_What you have to do_
What you write should be an exact copy of the material, from its first line through the line containing "pub fn handle_nsg(args: NsgArgs, config: &S2pConfig)".

_Working data_
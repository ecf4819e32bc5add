use std::path::Path;
use crate::cli::commands::NsgArgs;
use crate::config::S2pConfig;
use crate::document::load_document;
use crate::errors::S2pError;
use crate::reporting::nsg::{network_security_groups, DEFAULT_OUTPUT};
use crate::reporting::{write_csv, WantedFindings};
use super::resolve_output;
use tracing::info;

pub fn handle_nsg(args: NsgArgs, config: &S2pConfig) -> Result<(), S2pError> {
    let defaults = config.nsg.clone().unwrap_or_default();

    let min_count = args.min_count.or(defaults.min_count).unwrap_or(0);
    let wanted = if args.wanted_findings.is_empty() {
        WantedFindings::from_names(defaults.wanted_findings.unwrap_or_default())
    } else {
        WantedFindings::from_names(args.wanted_findings)
    };
    let output = resolve_output(args.output_name, defaults.output, DEFAULT_OUTPUT);

    info!(input = %args.filepath, min_count, "Building network security group report");
    let doc = load_document(Path::new(&args.filepath))?;
    let table = network_security_groups(&doc, &wanted, min_count)?;
    write_csv(Path::new(&output), &table)?;
    Ok(())
}
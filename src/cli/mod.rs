pub mod commands;
pub mod nsg;
pub mod buckets;
pub mod flowlogs;
pub mod findings;
pub mod validate;

pub use commands::{Cli, Commands};

use std::path::Path;
use crate::config::{parse_config, S2pConfig};
use crate::errors::S2pError;

/// Load the `--config` file when one was given, otherwise an empty config.
pub fn load_config(path: Option<&str>) -> Result<S2pConfig, S2pError> {
    match path {
        Some(p) => parse_config(Path::new(p)),
        None => Ok(S2pConfig::default()),
    }
}

/// Pick the output path: flag, then config, then the report's default name.
pub(crate) fn resolve_output(flag: Option<String>, configured: Option<String>, default: &str) -> String {
    flag.or(configured).unwrap_or_else(|| default.to_string())
}
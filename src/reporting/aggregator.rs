use std::collections::btree_map::Entry;
use std::collections::BTreeMap;
use serde_json::Value;
use crate::document::path::{expect_array, expect_str, lookup_in};
use crate::document::Document;
use crate::errors::S2pError;
use crate::models::{decode_record_key, OutputRecord, RecordKey};
use tracing::debug;

/// Which finding categories a report includes.
#[derive(Debug, Clone, Default, PartialEq, Eq)]
pub enum WantedFindings {
    /// Every finding present in the collection, in document order.
    #[default]
    All,
    /// An explicit selection, in the order given.
    Named(Vec<String>),
}

impl WantedFindings {
    /// Build a selection from user input. No names means all findings;
    /// repeated names keep their first position.
    pub fn from_names<I, S>(names: I) -> Self
    where
        I: IntoIterator<Item = S>,
        S: Into<String>,
    {
        let mut unique: Vec<String> = Vec::new();
        for name in names {
            let name = name.into();
            if !unique.contains(&name) {
                unique.push(name);
            }
        }
        if unique.is_empty() {
            WantedFindings::All
        } else {
            WantedFindings::Named(unique)
        }
    }

    pub fn includes(&self, finding: &str) -> bool {
        match self {
            WantedFindings::All => true,
            WantedFindings::Named(names) => names.iter().any(|n| n == finding),
        }
    }

    /// The wanted finding names in column order.
    pub fn resolve(&self, counts: &FindingCounts) -> Vec<String> {
        match self {
            WantedFindings::All => counts.names().map(str::to_string).collect(),
            WantedFindings::Named(names) => names.clone(),
        }
    }
}

/// Item count per finding, in document order.
#[derive(Debug, Clone, Default, PartialEq, Eq)]
pub struct FindingCounts {
    entries: Vec<(String, usize)>,
}

impl FindingCounts {
    pub fn record(&mut self, finding: &str, count: usize) {
        match self.entries.iter_mut().find(|(name, _)| name == finding) {
            Some((_, existing)) => *existing = count,
            None => self.entries.push((finding.to_string(), count)),
        }
    }

    /// Count for `finding`; findings absent from the document count zero.
    pub fn count(&self, finding: &str) -> usize {
        self.entries
            .iter()
            .find(|(name, _)| name == finding)
            .map_or(0, |(_, count)| *count)
    }

    pub fn names(&self) -> impl Iterator<Item = &str> {
        self.entries.iter().map(|(name, _)| name.as_str())
    }

    pub fn iter(&self) -> impl Iterator<Item = (&str, usize)> {
        self.entries.iter().map(|(name, count)| (name.as_str(), *count))
    }

    pub fn len(&self) -> usize {
        self.entries.len()
    }

    pub fn is_empty(&self) -> bool {
        self.entries.is_empty()
    }
}

/// Result of folding a findings collection into per-resource records.
#[derive(Debug, Clone)]
pub struct Aggregation {
    pub counts: FindingCounts,
    /// Wanted finding names in column order, before threshold filtering.
    pub wanted: Vec<String>,
    /// Keyed records; iteration order is the report row order.
    pub records: BTreeMap<RecordKey, OutputRecord>,
}

/// Fold every item of the wanted findings under `collection` into one record
/// per decoded key. Counts are recorded for all findings, wanted or not.
///
/// Aborts on the first item that is not a decodable identifier.
pub fn aggregate_findings(
    doc: &Document,
    collection: &[&str],
    wanted: &WantedFindings,
    identity_columns: [&str; 3],
) -> Result<Aggregation, S2pError> {
    let findings = doc.object(collection)?;
    let prefix = collection.join(".");

    let mut counts = FindingCounts::default();
    let mut records: BTreeMap<RecordKey, OutputRecord> = BTreeMap::new();

    for (finding, data) in findings {
        let items_path = format!("{prefix}.{finding}.items");
        let items = finding_items(data, &prefix, finding)?;
        counts.record(finding, items.len());

        if !wanted.includes(finding) {
            continue;
        }

        for (i, item) in items.iter().enumerate() {
            let identifier = expect_str(item, &format!("{items_path}[{i}]"))?;
            let key = decode_record_key(identifier)?;
            let record = match records.entry(key) {
                Entry::Vacant(e) => {
                    let record = OutputRecord::with_identity(identity_columns, e.key());
                    e.insert(record)
                }
                Entry::Occupied(e) => e.into_mut(),
            };
            record.mark(finding);
        }
        debug!(finding = %finding, items = items.len(), "Aggregated finding");
    }

    let wanted = wanted.resolve(&counts);
    Ok(Aggregation { counts, wanted, records })
}

/// Item counts for every finding under `services.<service>.findings`.
pub fn finding_counts(doc: &Document, service: &str) -> Result<FindingCounts, S2pError> {
    let collection = ["services", service, "findings"];
    let findings = doc.object(&collection)?;
    let prefix = collection.join(".");

    let mut counts = FindingCounts::default();
    for (finding, data) in findings {
        counts.record(finding, finding_items(data, &prefix, finding)?.len());
    }
    Ok(counts)
}

fn finding_items<'a>(data: &'a Value, prefix: &str, finding: &str) -> Result<&'a Vec<Value>, S2pError> {
    let finding_path = format!("{prefix}.{finding}");
    let items = lookup_in(data, &["items"], &finding_path)?;
    expect_array(items, &format!("{finding_path}.items"))
}
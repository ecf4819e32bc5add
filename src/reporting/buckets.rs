use crate::document::path::{expect_str, lookup_in};
use crate::document::Document;
use crate::errors::S2pError;
use super::formatter::Table;
use tracing::debug;

pub const DEFAULT_OUTPUT: &str = "buckets_without_logging.csv";
pub const COLUMNS: [&str; 3] = ["Id", "Name", "Region"];
const LOGGING_DISABLED: &str = "Disabled";

/// One row per S3 bucket whose `logging` field is exactly "Disabled",
/// in document order.
pub fn buckets_without_logging(doc: &Document) -> Result<Table, S2pError> {
    let buckets = doc.object(&["services", "s3", "buckets"])?;
    let mut table = Table::new(COLUMNS);

    for (bucket_key, data) in buckets {
        let bucket_path = format!("services.s3.buckets.{bucket_key}");
        let logging = lookup_in(data, &["logging"], &bucket_path)?;
        if logging.as_str() != Some(LOGGING_DISABLED) {
            continue;
        }

        let mut row = Vec::with_capacity(COLUMNS.len());
        for field in ["id", "name", "region"] {
            let value = lookup_in(data, &[field], &bucket_path)?;
            row.push(expect_str(value, &format!("{bucket_path}.{field}"))?.to_string());
        }
        debug!(bucket = %bucket_key, "Bucket has logging disabled");
        table.push_row(row);
    }
    Ok(table)
}
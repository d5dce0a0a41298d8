//! JSON form of a code table and its tree.
//!
//! ```json
//! {
//!   "codes": { "a": "0", "b": "10", "c": "11" },
//!   "tree": { "kind": "internal", "weight": 6, "left": { .. }, "right": { .. } }
//! }
//! ```
//!
//! Only the tree is read back; codes are re-derived from it.

use serde::{Deserialize, Serialize};

use crate::code_table::CodeTable;
use crate::error::Result;
use crate::hufftree::{HuffNode, HuffmanTree};

#[derive(Serialize)]
struct Snapshot<'a> {
    codes: &'a CodeTable,
    tree: &'a HuffmanTree,
}

#[derive(Deserialize)]
struct StoredSnapshot {
    tree: HuffNode,
}

pub fn to_json_pretty(table: &CodeTable, tree: &HuffmanTree) -> Result<String> {
    Ok(serde_json::to_string_pretty(&Snapshot { codes: table, tree })?)
}

/// Reads the tree of a snapshot and checks its weights and leaf symbols.
///
/// `serde_json` stops at 128 levels of nesting, so trees deeper than that
/// cannot be loaded this way.
pub fn load_tree(json: &str) -> Result<HuffmanTree> {
    let stored: StoredSnapshot = serde_json::from_str(json)?;
    HuffmanTree::from_root(stored.tree)
}

pub fn load(json: &str) -> Result<(CodeTable, HuffmanTree)> {
    let tree = load_tree(json)?;
    let table = tree.code_table()?;
    Ok((table, tree))
}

_Response to the exercise_
repository ecf4819e32bc5add
use std::path::Path;
use crate::cli::commands::NsgArgs;
use crate::config::S2pConfig;
use crate::document::load_document;
use crate::errors::S2pError;
use crate::reporting::nsg::{network_security_groups, DEFAULT_OUTPUT};
use crate::reporting::{write_csv, WantedFindings};
use super::resolve_output;
use tracing::info;

pub fn handle_nsg(args: NsgArgs, config: &S2pConfig) -> Result<(), S2pError> {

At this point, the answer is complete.